Receptor tyrosine kinase (RTK) pathway activation was analyzed in tumor cells derived from a panel of Ewing sarcoma tumors, including primary and metastatic tumors from the same patient. Phospho-RTK arrays, Western blots, and IHC were used. Protein localization and the levels of key markers were determined using immunofluorescence. DNA damage tolerance was measured through PCNA ubiquitination levels and the DNA fiber assay. Effects of pharmacologic inhibition were assessed in vitro and key results validated in vivo using patient-derived xenografts.

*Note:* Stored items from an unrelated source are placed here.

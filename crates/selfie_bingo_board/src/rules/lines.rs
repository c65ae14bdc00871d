//! Static win sets and completeness predicates.

use crate::{Board, Position};
use tracing::instrument;

/// Rows, top to bottom.
pub const ROWS: [[Position; 3]; 3] = [
    [Position::TopLeft, Position::TopCenter, Position::TopRight],
    [Position::MiddleLeft, Position::Center, Position::MiddleRight],
    [Position::BottomLeft, Position::BottomCenter, Position::BottomRight],
];

/// Columns, left to right.
pub const COLUMNS: [[Position; 3]; 3] = [
    [Position::TopLeft, Position::MiddleLeft, Position::BottomLeft],
    [Position::TopCenter, Position::Center, Position::BottomCenter],
    [Position::TopRight, Position::MiddleRight, Position::BottomRight],
];

/// The four corner tiles.
pub const CORNERS: [Position; 4] = [
    Position::TopLeft,
    Position::TopRight,
    Position::BottomLeft,
    Position::BottomRight,
];

fn all_filled(board: &Board, set: &[Position]) -> bool {
    set.iter().all(|&pos| board.is_filled(pos))
}

/// True if the row containing `pos` has an image on every tile.
#[instrument(skip(board))]
pub fn is_row_complete(board: &Board, pos: Position) -> bool {
    all_filled(board, &ROWS[pos.row()])
}

/// True if the column containing `pos` has an image on every tile.
#[instrument(skip(board))]
pub fn is_column_complete(board: &Board, pos: Position) -> bool {
    all_filled(board, &COLUMNS[pos.column()])
}

/// True if `pos` is a corner and all four corners have images.
///
/// Non-corner positions belong to no corner set and always report `false`.
#[instrument(skip(board))]
pub fn is_corner_complete(board: &Board, pos: Position) -> bool {
    pos.is_corner() && all_filled(board, &CORNERS)
}

/// True if all nine tiles have images.
#[instrument(skip(board))]
pub fn is_full_house(board: &Board) -> bool {
    board.is_full()
}
//! Store-backed view of the board.

use crate::store::{StoreError, TileStore, image_key, name_key};
use selfie_bingo_board::{Board, Completion, Position, Tile, rules};
use std::sync::Arc;
use tracing::{debug, info, instrument};

/// Board view that re-reads the tile store on every query.
///
/// Nothing is cached, so answers always reflect the latest persisted
/// values.
#[derive(Debug, Clone)]
pub struct BoardModel {
    store: Arc<dyn TileStore>,
}

impl BoardModel {
    /// Creates a model over `store`.
    #[instrument(skip(store))]
    pub fn new(store: Arc<dyn TileStore>) -> Self {
        Self { store }
    }

    /// Reads one tile.
    #[instrument(skip(self))]
    pub fn tile(&self, pos: Position) -> Result<Tile, StoreError> {
        let name = self.store.get(&name_key(pos))?;
        let image = self.store.get(&image_key(pos))?;
        Ok(Tile::new(pos, name, image))
    }

    /// Snapshot of all nine tiles in position order.
    #[instrument(skip(self))]
    pub fn get_all(&self) -> Result<Board, StoreError> {
        let tiles = Position::ALL
            .into_iter()
            .map(|pos| self.tile(pos))
            .collect::<Result<Vec<_>, _>>()?;
        let board = Board::from_tiles(tiles);
        debug!(filled = board.filled_count(), "Board read");
        Ok(board)
    }

    /// Tiles that have an image, in position order.
    #[instrument(skip(self))]
    pub fn get_completed(&self) -> Result<Vec<Tile>, StoreError> {
        let board = self.get_all()?;
        Ok(board.completed().into_iter().cloned().collect())
    }

    /// True if the row containing `pos` is fully photographed.
    #[instrument(skip(self))]
    pub fn is_row_complete(&self, pos: Position) -> Result<bool, StoreError> {
        Ok(rules::is_row_complete(&self.get_all()?, pos))
    }

    /// True if the column containing `pos` is fully photographed.
    #[instrument(skip(self))]
    pub fn is_column_complete(&self, pos: Position) -> Result<bool, StoreError> {
        Ok(rules::is_column_complete(&self.get_all()?, pos))
    }

    /// True if `pos` is a corner and all four corners are photographed.
    #[instrument(skip(self))]
    pub fn is_corner_complete(&self, pos: Position) -> Result<bool, StoreError> {
        Ok(rules::is_corner_complete(&self.get_all()?, pos))
    }

    /// True if every tile is photographed.
    #[instrument(skip(self))]
    pub fn is_full_house(&self) -> Result<bool, StoreError> {
        Ok(rules::is_full_house(&self.get_all()?))
    }

    /// Freshly detects the condition completed by an image update at `pos`.
    #[instrument(skip(self))]
    pub fn detect(&self, pos: Position) -> Result<Option<Completion>, StoreError> {
        Ok(rules::detect(&self.get_all()?, pos))
    }

    /// Persists a tile name.
    #[instrument(skip(self))]
    pub fn set_name(&self, pos: Position, name: &str) -> Result<(), StoreError> {
        self.store.set(&name_key(pos), name)?;
        info!(tile = pos.number(), "Tile named");
        Ok(())
    }

    /// Persists a tile image handle.
    #[instrument(skip(self, image), fields(len = image.len()))]
    pub fn set_image(&self, pos: Position, image: &str) -> Result<(), StoreError> {
        self.store.set(&image_key(pos), image)?;
        info!(tile = pos.number(), "Tile image stored");
        Ok(())
    }

    /// Clears every tile by overwriting all names and images.
    #[instrument(skip(self))]
    pub fn reset(&self) -> Result<(), StoreError> {
        for pos in Position::ALL {
            self.store.set(&name_key(pos), "")?;
            self.store.set(&image_key(pos), "")?;
        }
        info!("Board reset");
        Ok(())
    }
}
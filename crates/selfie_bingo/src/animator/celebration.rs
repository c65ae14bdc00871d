//! Celebration plans and timing.

use super::surface::{Easing, OverlayArtifact};
use derive_getters::Getters;
use derive_new::new;
use selfie_bingo_board::{Completion, Position};
use std::time::Duration;

/// Fixed durations for one celebration run.
#[derive(Debug, Clone, Copy, PartialEq, Eq, Getters, new)]
pub struct AnimationTiming {
    /// Delay after each tile's visual state change.
    stagger: Duration,
    /// Overlay slide duration.
    reveal: Duration,
    /// Overlay slide easing.
    easing: Easing,
}

impl Default for AnimationTiming {
    fn default() -> Self {
        Self {
            stagger: Duration::from_millis(350),
            reveal: Duration::from_millis(2000),
            easing: Easing::EaseOut,
        }
    }
}

/// What to animate for one completion.
#[derive(Debug, Clone, PartialEq, Eq, Getters)]
pub struct Celebration {
    /// Target tiles in ascending position order, without duplicates.
    targets: Vec<Position>,
    /// Overlay revealed after the forward pass.
    overlay: OverlayArtifact,
    /// Whether the tiles are unflipped again afterwards.
    reverse: bool,
}

impl Celebration {
    /// Creates a celebration over `targets`.
    pub fn new(
        targets: impl IntoIterator<Item = Position>,
        overlay: OverlayArtifact,
        reverse: bool,
    ) -> Self {
        let mut targets: Vec<Position> = targets.into_iter().collect();
        targets.sort();
        targets.dedup();
        Self {
            targets,
            overlay,
            reverse,
        }
    }

    /// Celebration announcing a completion.
    ///
    /// A full house targets all nine tiles and leaves them flipped.
    pub fn for_completion(completion: &Completion) -> Self {
        Self::new(
            completion.positions(),
            OverlayArtifact::for_completion(completion),
            !matches!(completion, Completion::FullHouse),
        )
    }
}

/// Outcome of a finished celebration run.
#[derive(Debug, Clone, PartialEq, Eq, Getters, new)]
pub struct CelebrationReport {
    /// Tiles flipped, in application order.
    flipped: Vec<Position>,
    /// Tiles unflipped by the reverse pass, in application order.
    unflipped: Vec<Position>,
    /// Overlay that was revealed.
    overlay: OverlayArtifact,
}
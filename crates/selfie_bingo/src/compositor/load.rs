//! Tile image loading.

use anyhow::{Context, anyhow, bail};
use base64::Engine as _;
use base64::engine::general_purpose::STANDARD;
use image::DynamicImage;
use tracing::{debug, instrument};

/// Turns a stored image handle into pixels.
#[async_trait::async_trait]
pub trait ImageLoader: Send + Sync {
    /// Loads and decodes one image handle.
    async fn load(&self, image: &str) -> anyhow::Result<DynamicImage>;
}

/// Loads `data:<mime>;base64,<payload>` URLs or bare base64 payloads.
///
/// Decoding runs on the blocking pool so several tiles decode at once.
#[derive(Debug, Default, Clone, Copy)]
pub struct DataUrlLoader;

impl DataUrlLoader {
    /// Extracts the base64 payload from a handle.
    fn payload(image: &str) -> anyhow::Result<&str> {
        match image.trim().strip_prefix("data:") {
            Some(rest) => {
                let (meta, data) = rest
                    .split_once(',')
                    .ok_or_else(|| anyhow!("malformed data URL"))?;
                if !meta.ends_with(";base64") {
                    bail!("unsupported data URL encoding '{}'", meta);
                }
                Ok(data)
            }
            None => Ok(image.trim()),
        }
    }

    /// Decodes a handle synchronously.
    #[instrument(skip(image), fields(len = image.len()))]
    pub fn decode(image: &str) -> anyhow::Result<DynamicImage> {
        let payload: String = Self::payload(image)?
            .chars()
            .filter(|c| !c.is_whitespace())
            .collect();
        let bytes = STANDARD.decode(payload).context("invalid base64 payload")?;
        let decoded = image::load_from_memory(&bytes).context("unrecognised image data")?;
        debug!(width = decoded.width(), height = decoded.height(), "Decoded image");
        Ok(decoded)
    }
}

#[async_trait::async_trait]
impl ImageLoader for DataUrlLoader {
    async fn load(&self, image: &str) -> anyhow::Result<DynamicImage> {
        let owned = image.to_string();
        tokio::task::spawn_blocking(move || Self::decode(&owned)).await?
    }
}

#[cfg(test)]
mod tests {
    use super::*;

    #[test]
    fn test_payload_variants() {
        assert_eq!(
            DataUrlLoader::payload("data:image/png;base64,AAAA").expect("payload"),
            "AAAA"
        );
        assert_eq!(DataUrlLoader::payload(" AAAA ").expect("payload"), "AAAA");
        assert!(DataUrlLoader::payload("data:image/png,AAAA").is_err());
        assert!(DataUrlLoader::payload("data:image/png;base64").is_err());
    }

    #[test]
    fn test_decode_rejects_garbage() {
        assert!(DataUrlLoader::decode("data:image/png;base64,!!!").is_err());
        assert!(DataUrlLoader::decode("data:image/png;base64,AAAA").is_err());
    }
}
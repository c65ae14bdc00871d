//! In-memory tile store.

use super::{StoreError, TileStore};
use std::collections::HashMap;
use std::sync::{Mutex, PoisonError};
use tracing::{debug, instrument};

/// Tile store backed by a mutex-guarded map.
///
/// Used by tests and dry runs; contents are lost on drop.
#[derive(Debug, Default)]
pub struct MemoryTileStore {
    entries: Mutex<HashMap<String, String>>,
}

impl MemoryTileStore {
    /// Creates an empty store.
    #[instrument]
    pub fn new() -> Self {
        Self::default()
    }

    /// Number of keys written so far.
    pub fn len(&self) -> usize {
        self.entries
            .lock()
            .unwrap_or_else(PoisonError::into_inner)
            .len()
    }

    /// True if nothing has been written.
    pub fn is_empty(&self) -> bool {
        self.len() == 0
    }
}

impl TileStore for MemoryTileStore {
    #[instrument(skip(self))]
    fn get(&self, key: &str) -> Result<Option<String>, StoreError> {
        let entries = self.entries.lock().unwrap_or_else(PoisonError::into_inner);
        Ok(entries.get(key).cloned())
    }

    #[instrument(skip(self, value), fields(len = value.len()))]
    fn set(&self, key: &str, value: &str) -> Result<(), StoreError> {
        debug!("Writing entry");
        let mut entries = self.entries.lock().unwrap_or_else(PoisonError::into_inner);
        entries.insert(key.to_string(), value.to_string());
        Ok(())
    }
}

#[cfg(test)]
mod tests {
    use super::*;

    #[test]
    fn test_get_missing_is_none() {
        let store = MemoryTileStore::new();
        assert_eq!(store.get("box1name").expect("get"), None);
        assert!(store.is_empty());
    }

    #[test]
    fn test_set_overwrites() {
        let store = MemoryTileStore::new();
        store.set("box1name", "Ada").expect("set");
        store.set("box1name", "Bob").expect("set");
        assert_eq!(store.get("box1name").expect("get").as_deref(), Some("Bob"));
        assert_eq!(store.len(), 1);
    }
}
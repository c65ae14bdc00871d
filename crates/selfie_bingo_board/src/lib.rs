//! Selfie bingo board - pure game state and win rules
//!
//! A 3x3 board of tiles, each holding a person's name and, once
//! photographed, an image. After every image write the [`rules`] module
//! decides which win condition (if any) the update completed.
//!
//! # Example
//!
//! ```
//! use selfie_bingo_board::{rules, Board, Completion, Position};
//!
//! let mut board = Board::new();
//! for pos in rules::ROWS[0] {
//!     board.set_image(pos, Some("data:image/png;base64,AA==".to_string()));
//! }
//! assert_eq!(rules::detect(&board, Position::TopRight), Some(Completion::Row(0)));
//! ```

#![warn(missing_docs)]
#![forbid(unsafe_code)]

mod position;
pub mod rules;
mod types;

pub use position::{Position, PositionError};
pub use rules::Completion;
pub use types::{Board, Tile};
//! Command-line interface for selfie_bingo.

use clap::{Parser, Subcommand};
use selfie_bingo_board::Position;
use std::path::PathBuf;

/// Selfie Bingo - meet people, photograph them, fill the grid
#[derive(Parser, Debug)]
#[command(name = "selfie_bingo")]
#[command(about = "Selfie bingo board with celebrations and grid sharing", long_about = None)]
#[command(version)]
pub struct Cli {
    /// Path to the TOML config file
    #[arg(short, long, default_value = "selfie_bingo.toml", global = true)]
    pub config: PathBuf,

    /// Override the database path from the config
    #[arg(long, global = true)]
    pub db_path: Option<String>,

    /// Subcommand to run
    #[command(subcommand)]
    pub command: Command,
}

/// Available commands
#[derive(Subcommand, Debug)]
pub enum Command {
    /// Print the board
    Show {
        /// Print the board as JSON
        #[arg(long)]
        json: bool,
    },

    /// Name a tile (prompts when no name is given)
    Name {
        /// Tile number (1-9) or label
        position: Position,

        /// Name of the person to meet
        name: Option<String>,
    },

    /// Take a photo for a tile from an image file
    Photo {
        /// Tile number (1-9) or label
        position: Position,

        /// Image file to use as the photo
        #[arg(short, long)]
        file: Option<PathBuf>,
    },

    /// Tap a tile: name it if unnamed, otherwise take a photo
    Tap {
        /// Tile number (1-9) or label
        position: Position,

        /// Image file to use if a photo is taken
        #[arg(short, long)]
        file: Option<PathBuf>,
    },

    /// Compose the grid image and share it
    Share {
        /// Share without asking when the board is not full
        #[arg(short, long)]
        yes: bool,
    },

    /// Clear every tile
    Reset,
}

Ewing sarcoma tumors fell into two groups. In one, IGF1R was predominantly nuclear (nIGF1R), DNA damage tolerance pathway was upregulated, and cells had low replication stress and RRM2B levels and high levels of WEE1 and RAD21. These tumors were relatively insensitive to IGF1R inhibition. The second group had high replication stress and RRM2B, low levels of WEE1 and RAD21, membrane-associated IGF1R (mIGF1R) signaling, and sensitivity to IGF1R or WEE1-targeted inhibitors. Moreover, the matched primary and metastatic tumors differed in IGF1R localization, levels of replication stress, and inhibitor sensitivity. In all instances, combined IGF1R and WEE1 inhibition led to tumor regression.
IGF1R signaling mechanisms and replication stress levels can vary among Ewing sarcoma tumors (including in the same patient), influencing the effects of IGF1R and WEE1 treatment. These findings make the case for using biopsy-derived predictive biomarkers at multiple stages of Ewing sarcoma disease management.